** The task **
What is needed is the run of lines from the one with "self.matched.iter().map(|pair| pair.expected.as_str())" through the close of the data, set down exactly.

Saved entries
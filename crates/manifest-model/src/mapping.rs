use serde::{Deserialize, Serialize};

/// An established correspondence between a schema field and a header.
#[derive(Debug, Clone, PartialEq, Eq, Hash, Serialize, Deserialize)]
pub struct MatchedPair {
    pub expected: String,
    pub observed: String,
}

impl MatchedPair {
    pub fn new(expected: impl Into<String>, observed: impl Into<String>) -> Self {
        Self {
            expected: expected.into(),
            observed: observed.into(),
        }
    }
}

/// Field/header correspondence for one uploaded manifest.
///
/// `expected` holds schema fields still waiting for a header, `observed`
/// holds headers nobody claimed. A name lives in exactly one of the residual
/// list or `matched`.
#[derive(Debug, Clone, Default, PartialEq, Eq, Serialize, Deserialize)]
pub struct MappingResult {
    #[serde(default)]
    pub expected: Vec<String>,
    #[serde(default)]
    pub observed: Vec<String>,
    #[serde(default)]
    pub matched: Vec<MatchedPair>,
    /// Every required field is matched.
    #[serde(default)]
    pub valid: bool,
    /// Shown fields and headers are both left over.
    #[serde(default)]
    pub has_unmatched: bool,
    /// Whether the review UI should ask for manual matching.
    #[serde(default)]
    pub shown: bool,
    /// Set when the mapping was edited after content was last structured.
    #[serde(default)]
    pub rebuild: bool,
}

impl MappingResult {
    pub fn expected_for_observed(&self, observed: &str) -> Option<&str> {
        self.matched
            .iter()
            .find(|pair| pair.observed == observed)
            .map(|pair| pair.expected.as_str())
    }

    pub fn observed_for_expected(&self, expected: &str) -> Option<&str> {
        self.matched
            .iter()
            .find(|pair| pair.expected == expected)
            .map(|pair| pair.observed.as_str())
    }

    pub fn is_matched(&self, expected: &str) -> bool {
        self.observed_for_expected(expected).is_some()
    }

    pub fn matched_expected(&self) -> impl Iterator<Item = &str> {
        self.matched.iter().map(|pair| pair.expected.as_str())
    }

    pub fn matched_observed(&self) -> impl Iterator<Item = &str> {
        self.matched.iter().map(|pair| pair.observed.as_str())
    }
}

** Written response **
        self.matched.iter().map(|pair| pair.expected.as_str())
    }

    pub fn matched_observed(&self) -> impl Iterator<Item = &str> {
        self.matched.iter().map(|pair| pair.observed.as_str())
    }
}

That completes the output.